Here are a few tips for the next time you are faced with a difficult client.
- Listen. I know this seems like a no-brainer, but so many customer service people try to anticipate the client’s issue or are already formulating a response before the client is done speaking. This leads to hearing the client, but not listening to their actual concerns. Take the time to listen to the client before formulating a response. Sometimes the client just needs to vent and allowing them to do so can lead to a resolution on its own.
- Avoid “you”. Avoiding words like “you” can be very helpful in diffusing situations. Using words like I, we, you, your, etc. when discussing the problem can have the unintended effect of making the client feel like it’s them versus you. For instance, if a client calls complaining about a payment issue you could say, “The last bill was not paid,” instead of saying “You didn’t pay your latest bill.” Avoiding the word “you” in that situation does not place blame or sound accusatory towards the client and can help smooth out a tense conversation.

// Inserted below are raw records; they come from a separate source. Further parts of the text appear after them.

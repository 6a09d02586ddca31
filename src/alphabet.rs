use rand::rngs::{OsRng, StdRng};
use rand::{Rng, RngCore, SeedableRng};
use std::time::{SystemTime, UNIX_EPOCH};
use tracing::warn;

/// Number of letters on every wheel, reflector and plug board
pub const LETTERS: usize = 26;

/// The machine alphabet, index 0 = 'A'
pub const UPPER_CASE: &str = "ABCDEFGHIJKLMNOPQRSTUVWXYZ";

/// Case-folded alphabet index of an ASCII letter
pub fn index_of(byte: u8) -> Option<u8> {
    let upper = byte.to_ascii_uppercase();
    if upper.is_ascii_uppercase() {
        Some(upper - b'A')
    } else {
        None
    }
}

/// Uppercase letter for an alphabet index
pub fn letter_at(index: u8) -> char {
    debug_assert!((index as usize) < LETTERS);
    char::from(UPPER_CASE.as_bytes()[index as usize % LETTERS])
}

/// Index of the first character of `text`, case-insensitive
pub fn parse_letter(text: &str) -> Option<u8> {
    text.bytes().next().and_then(index_of)
}

/// Uniform integer in `[min, max]`
///
/// The generator is seeded from the operating system CSPRNG. If that source
/// fails, a clock-seeded generator is used instead; the result is then NOT
/// cryptographically random.
pub fn random_int(min: usize, max: usize) -> usize {
    let (min, max) = if min > max { (max, min) } else { (min, max) };

    let mut seed = [0u8; 32];
    let mut rng = match OsRng.try_fill_bytes(&mut seed) {
        Ok(()) => StdRng::from_seed(seed),
        Err(e) => {
            warn!(error = %e, "secure random source failed, falling back to clock seed");
            StdRng::seed_from_u64(clock_seed())
        }
    };

    rng.gen_range(min..=max)
}

fn clock_seed() -> u64 {
    SystemTime::now()
        .duration_since(UNIX_EPOCH)
        .map(|d| d.as_nanos() as u64)
        .unwrap_or(0)
}
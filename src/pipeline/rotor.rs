use crate::alphabet::{index_of, letter_at, LETTERS};
use crate::error::{EnigmaError, Result};

const SIZE: i32 = LETTERS as i32;

/// A single wheel: fixed wiring plus the mutable position/ring state
///
/// Templates live in the catalog; every setting owns its own copy, so
/// stepping one setting never moves the wheels of another.
#[derive(Debug, Clone, PartialEq, Eq)]
pub struct Rotor {
    name: String,
    forward: [u8; LETTERS],
    reverse: [u8; LETTERS],
    notches: Vec<u8>,
    /// Grundstellung, 0-25
    pub position: u8,
    /// Ringstellung, 0-25
    pub ring_setting: u8,
}

impl Rotor {
    /// Build a rotor from its wiring (the letter each input is wired to) and
    /// its notch letters
    pub fn new(name: &str, wiring: &str, notches: &[&str]) -> Result<Self> {
        let name = name.to_uppercase();
        if wiring.len() != LETTERS {
            return Err(EnigmaError::InvalidCatalog(format!(
                "rotor {}: wiring {:?} has {} letters, expected {}",
                name,
                wiring,
                wiring.len(),
                LETTERS
            )));
        }

        let mut forward = [0u8; LETTERS];
        let mut reverse = [u8::MAX; LETTERS];
        for (index, byte) in wiring.bytes().enumerate() {
            let mapped = index_of(byte).ok_or_else(|| {
                EnigmaError::InvalidCatalog(format!(
                    "rotor {}: invalid wiring letter {:?}",
                    name,
                    char::from(byte)
                ))
            })?;
            if reverse[mapped as usize] != u8::MAX {
                return Err(EnigmaError::InvalidCatalog(format!(
                    "rotor {}: letter {} wired twice",
                    name,
                    letter_at(mapped)
                )));
            }
            forward[index] = mapped;
            reverse[mapped as usize] = index as u8;
        }

        let mut notch_positions = Vec::with_capacity(notches.len());
        for notch in notches {
            if notch.len() != 1 {
                return Err(EnigmaError::InvalidCatalog(format!(
                    "rotor {}: invalid notch {:?}, expected 1 character",
                    name, notch
                )));
            }
            let position = index_of(notch.as_bytes()[0]).ok_or_else(|| {
                EnigmaError::InvalidCatalog(format!("rotor {}: invalid notch {:?}", name, notch))
            })?;
            notch_positions.push(position);
        }

        Ok(Self {
            name,
            forward,
            reverse,
            notches: notch_positions,
            position: 0,
            ring_setting: 0,
        })
    }

    pub fn name(&self) -> &str {
        &self.name
    }

    pub fn notches(&self) -> &[u8] {
        &self.notches
    }

    pub fn forward_table(&self) -> &[u8; LETTERS] {
        &self.forward
    }

    pub fn reverse_table(&self) -> &[u8; LETTERS] {
        &self.reverse
    }

    /// Rotate by one position
    pub fn advance(&mut self) {
        self.position = ((self.position as usize + 1) % LETTERS) as u8;
    }

    /// True when the current position carries a notch
    pub fn at_notch(&self) -> bool {
        self.notches.contains(&self.position)
    }

    /// Substitute on the way towards the reflector
    pub fn encrypt_forward(&self, letter: u8) -> u8 {
        let advance = self.offset();
        let x = (i32::from(letter) + SIZE + advance).rem_euclid(SIZE);
        let y = i32::from(self.forward[x as usize]);
        (y + SIZE - advance).rem_euclid(SIZE) as u8
    }

    /// Substitute on the way back from the reflector
    pub fn encrypt_reverse(&self, letter: u8) -> u8 {
        let ring = i32::from(self.ring_setting);
        let position = i32::from(self.position);
        let x = (i32::from(letter) - ring + position + SIZE).rem_euclid(SIZE);
        let y = i32::from(self.reverse[x as usize]);
        (y + ring - position + SIZE).rem_euclid(SIZE) as u8
    }

    /// True when both tables are complete bijections and inverse to each other
    pub fn is_consistent(&self) -> bool {
        let mut seen = [false; LETTERS];
        for (index, &value) in self.forward.iter().enumerate() {
            let value = value as usize;
            if value >= LETTERS || seen[value] || self.reverse[value] as usize != index {
                return false;
            }
            seen[value] = true;
        }
        true
    }

    fn offset(&self) -> i32 {
        i32::from(self.position) - i32::from(self.ring_setting)
    }
}
use clap::{Args, Parser, Subcommand};
use enigma::catalog::Catalog;
use enigma::cli::{
    decrypt_file, encrypt_file, export_setting, generate_key, read_input, show_catalog,
    write_output, CryptOptions, KeyFormat, KeySource,
};
use enigma::enigma::sanitize;
use enigma::error::Result;
use std::path::PathBuf;
use std::process::ExitCode;
use tracing_subscriber::EnvFilter;

/// Version info from build.rs
const VERSION: &str = env!("ENIGMA_VERSION");
const PROFILE: &str = env!("ENIGMA_PROFILE");
const GIT_HASH: &str = env!("ENIGMA_GIT_HASH");

fn get_version() -> &'static str {
    use std::sync::OnceLock;
    static VERSION_STRING: OnceLock<String> = OnceLock::new();
    VERSION_STRING.get_or_init(|| format!("{} {} ({})", PROFILE, VERSION, GIT_HASH))
}

#[derive(Parser)]
#[command(name = "enigma")]
#[command(author, about = "Rotor cipher machine emulator", long_about = None)]
struct Cli {
    /// Print version
    #[arg(short = 'V', long)]
    version: bool,

    /// Directory overriding rotors.yaml, reflectors.yaml and settings.yaml
    #[arg(long, global = true, env = "ENIGMA_CATALOG")]
    catalog: Option<PathBuf>,

    /// More log output on stderr (-v info, -vv debug, -vvv trace)
    #[arg(short, long, global = true, action = clap::ArgAction::Count)]
    verbose: u8,

    #[command(subcommand)]
    command: Option<Commands>,
}

#[derive(Args)]
struct CryptArgs {
    /// Key file
    #[arg(long, conflicts_with = "setting", required_unless_present = "setting")]
    key: Option<PathBuf>,

    /// ID group of a catalog setting
    #[arg(long)]
    setting: Option<String>,

    /// Plug board replacing the one of the key, e.g. "AB CD EF"
    #[arg(long, default_value = "")]
    plug_board: String,

    /// Copy non-letters through unchanged instead of grouping the output
    #[arg(long)]
    copy_extra: bool,

    /// Keep lowercase letters lowercase
    #[arg(long)]
    preserve_case: bool,

    /// Rewrite punctuation and drop non-letters before enciphering
    #[arg(long)]
    sanitize: bool,

    /// Input file (stdin if omitted)
    input: Option<PathBuf>,

    /// Output file (stdout if omitted)
    #[arg(short, long)]
    output: Option<PathBuf>,
}

#[derive(Subcommand)]
enum Commands {
    /// Encrypt a message
    #[command(alias = "e")]
    Encrypt(CryptArgs),

    /// Decrypt a message
    #[command(alias = "d")]
    Decrypt(CryptArgs),

    /// Print a random key, or the key of a catalog setting
    #[command(alias = "k")]
    Key {
        /// Output format
        #[arg(long, default_value = "yaml", value_parser = parse_format)]
        format: KeyFormat,

        /// ID group of a catalog setting
        #[arg(long)]
        setting: Option<String>,
    },

    /// Rewrite punctuation the historical way and drop everything else
    #[command(alias = "s")]
    Sanitize {
        /// Input file (stdin if omitted)
        input: Option<PathBuf>,
    },

    /// List rotors, reflectors and settings
    #[command(alias = "c")]
    Catalog,
}

fn parse_format(s: &str) -> std::result::Result<KeyFormat, String> {
    s.parse().map_err(|e| format!("{}", e))
}

fn init_logging(verbose: u8) {
    let level = match verbose {
        0 => "warn",
        1 => "info",
        2 => "debug",
        _ => "trace",
    };
    let filter = EnvFilter::try_from_default_env().unwrap_or_else(|_| EnvFilter::new(level));
    tracing_subscriber::fmt()
        .with_env_filter(filter)
        .with_target(false)
        .with_writer(std::io::stderr)
        .init();
}

fn load_catalog(dir: Option<&PathBuf>) -> Result<Catalog> {
    match dir {
        Some(dir) => Catalog::load_dir(dir),
        None => Catalog::builtin(),
    }
}

fn crypt_options(args: &CryptArgs) -> Result<CryptOptions> {
    let key = match (&args.key, &args.setting) {
        (Some(path), _) => Some(KeySource::Text(std::fs::read_to_string(path)?)),
        (None, Some(id_group)) => Some(KeySource::Setting(id_group.clone())),
        (None, None) => None,
    };

    Ok(CryptOptions {
        key,
        plug_board: args.plug_board.clone(),
        copy_extra: args.copy_extra,
        preserve_case: args.preserve_case,
        sanitize: args.sanitize,
    })
}

fn run(command: Commands, catalog: &Catalog) -> Result<()> {
    match command {
        Commands::Encrypt(args) => {
            let options = crypt_options(&args)?;
            encrypt_file(catalog, args.input.as_deref(), args.output.as_deref(), &options)?;
            Ok(())
        }

        Commands::Decrypt(args) => {
            let options = crypt_options(&args)?;
            decrypt_file(catalog, args.input.as_deref(), args.output.as_deref(), &options)?;
            Ok(())
        }

        Commands::Key { format, setting } => {
            let key = match setting {
                Some(id_group) => export_setting(catalog, &id_group, format)?,
                None => generate_key(catalog, format)?,
            };
            write_output(None, &key)
        }

        Commands::Sanitize { input } => {
            let text = read_input(input.as_deref())?;
            write_output(None, &sanitize(&text))
        }

        Commands::Catalog => {
            print!("{}", show_catalog(catalog)?);
            Ok(())
        }
    }
}

fn main() -> ExitCode {
    let cli = Cli::parse();

    if cli.version {
        println!("enigma {}", get_version());
        return ExitCode::SUCCESS;
    }

    let command = match cli.command {
        Some(cmd) => cmd,
        None => {
            use clap::CommandFactory;
            let _ = Cli::command().print_help();
            println!();
            return ExitCode::SUCCESS;
        }
    };

    init_logging(cli.verbose);

    let result = load_catalog(cli.catalog.as_ref()).and_then(|catalog| run(command, &catalog));

    match result {
        Ok(()) => ExitCode::SUCCESS,
        Err(e) => {
            eprintln!("Error: {}", e);
            ExitCode::FAILURE
        }
    }
}
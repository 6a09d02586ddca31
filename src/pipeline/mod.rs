pub mod plug_board;
pub mod reflector;
pub mod rotor;
pub mod stack;

pub use plug_board::*;
pub use reflector::*;
pub use rotor::*;
pub use stack::*;
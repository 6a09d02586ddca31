pub mod crypt;
pub mod info;
pub mod key;

pub use crypt::*;
pub use info::*;
pub use key::*;
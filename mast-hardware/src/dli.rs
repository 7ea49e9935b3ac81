//! Digital Loggers web power switch driver
//!
//! Talks to the switch's REST API:
//!
//! - `GET  /restapi/relay/outlets/<i>/state/` -> `true` / `false`
//! - `PUT  /restapi/relay/outlets/<i>/state/` with form `value=true|false`
//!
//! The REST API numbers outlets from 0; configuration numbers them from 1.

use async_trait::async_trait;
use mast_core::{MastError, PowerSwitchConfig, Result};
use reqwest::{Client, StatusCode};
use std::time::Duration;
use tracing::{debug, warn};

use crate::power_switch::PowerSwitch;

/// REST client for one DLI switch
#[derive(Debug, Clone)]
pub struct DliPowerSwitch {
    client: Client,
    base_url: String,
    userid: String,
    password: String,
}

impl DliPowerSwitch {
    /// Build a driver from the unit's effective power-switch settings.
    ///
    /// # Errors
    ///
    /// Returns an error if no host is configured or the HTTP client cannot be built.
    pub fn from_config(config: &PowerSwitchConfig) -> Result<Self> {
        let host = config.host.as_deref().ok_or_else(|| {
            MastError::Config("power_switch.host is not set for this unit".to_string())
        })?;
        Self::new(
            format!("http://{}:{}", host, config.port),
            &config.userid,
            &config.password,
            Duration::from_secs(config.timeout),
        )
    }

    /// Build a driver for the switch at `base_url` (e.g. `http://10.23.1.20:80`).
    pub fn new(base_url: String, userid: &str, password: &str, timeout: Duration) -> Result<Self> {
        let client = Client::builder()
            .timeout(timeout)
            .user_agent(concat!("mast-unit/", env!("CARGO_PKG_VERSION")))
            .build()
            .map_err(|e| MastError::PowerSwitch(format!("Failed to create HTTP client: {}", e)))?;

        Ok(Self {
            client,
            base_url: base_url.trim_end_matches('/').to_string(),
            userid: userid.to_string(),
            password: password.to_string(),
        })
    }

    fn state_url(&self, outlet: u32) -> Result<String> {
        let index = outlet.checked_sub(1).ok_or_else(|| {
            MastError::InvalidInput("outlet numbers start at 1".to_string())
        })?;
        Ok(format!(
            "{}/restapi/relay/outlets/{}/state/",
            self.base_url, index
        ))
    }

    fn map_transport_error(&self, outlet: u32, e: reqwest::Error) -> MastError {
        if e.is_timeout() {
            MastError::Timeout(format!(
                "power switch {} did not answer for outlet {}",
                self.base_url, outlet
            ))
        } else {
            MastError::PowerSwitch(format!(
                "power switch {} unreachable: {}",
                self.base_url, e
            ))
        }
    }

    fn check_status(&self, outlet: u32, status: StatusCode) -> Result<()> {
        match status {
            s if s.is_success() => Ok(()),
            StatusCode::UNAUTHORIZED | StatusCode::FORBIDDEN => Err(MastError::PowerSwitch(
                format!("power switch {} rejected the credentials", self.base_url),
            )),
            StatusCode::NOT_FOUND => Err(MastError::PowerSwitch(format!(
                "power switch {} has no outlet {}",
                self.base_url, outlet
            ))),
            s => Err(MastError::PowerSwitch(format!(
                "power switch {} answered HTTP {} for outlet {}",
                self.base_url, s, outlet
            ))),
        }
    }
}

#[async_trait]
impl PowerSwitch for DliPowerSwitch {
    async fn outlet_state(&self, outlet: u32) -> Result<bool> {
        let url = self.state_url(outlet)?;
        debug!("GET {}", url);

        let response = self
            .client
            .get(&url)
            .basic_auth(&self.userid, Some(&self.password))
            .header("Accept", "application/json")
            .send()
            .await
            .map_err(|e| self.map_transport_error(outlet, e))?;
        self.check_status(outlet, response.status())?;

        let text = response
            .text()
            .await
            .map_err(|e| self.map_transport_error(outlet, e))?;
        parse_state(&text).ok_or_else(|| {
            warn!("Unexpected outlet state body from {}: {:?}", url, text);
            MastError::PowerSwitch(format!(
                "unexpected state '{}' for outlet {}",
                text.trim(),
                outlet
            ))
        })
    }

    async fn set_outlet(&self, outlet: u32, on: bool) -> Result<()> {
        let url = self.state_url(outlet)?;
        debug!("PUT {} value={}", url, on);

        let response = self
            .client
            .put(&url)
            .basic_auth(&self.userid, Some(&self.password))
            .header("X-CSRF", "x")
            .form(&[("value", if on { "true" } else { "false" })])
            .send()
            .await
            .map_err(|e| self.map_transport_error(outlet, e))?;
        self.check_status(outlet, response.status())
    }

    fn describe(&self) -> String {
        format!("DLI switch at {}", self.base_url)
    }
}

/// The switch answers a bare JSON boolean, sometimes wrapped in a list.
fn parse_state(body: &str) -> Option<bool> {
    match serde_json::from_str::<serde_json::Value>(body.trim()).ok()? {
        serde_json::Value::Bool(b) => Some(b),
        serde_json::Value::Array(values) => match values.as_slice() {
            [serde_json::Value::Bool(b)] => Some(*b),
            _ => None,
        },
        _ => None,
    }
}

- Keep your emotions in check. The most difficult part of handling an upset client can be keeping your cool, but it is the most important part of finding a successful resolution. If you let your emotions or voice level match the upset client then this will only serve to escalate the situation. If a client is getting emotional or begins raising their voice, the best option is to speak calmly and lower your voice. It is very difficult for someone to continue to yell while the other party is speaking softly. More often than not, the client will match your voice level after a few rounds and you can begin to resolve their issue in a way that is mutually beneficial.
The tips above are just a few things you can do to improve those difficult interactions and keep your client happy. Do you have any tips that work for you? If so, please share!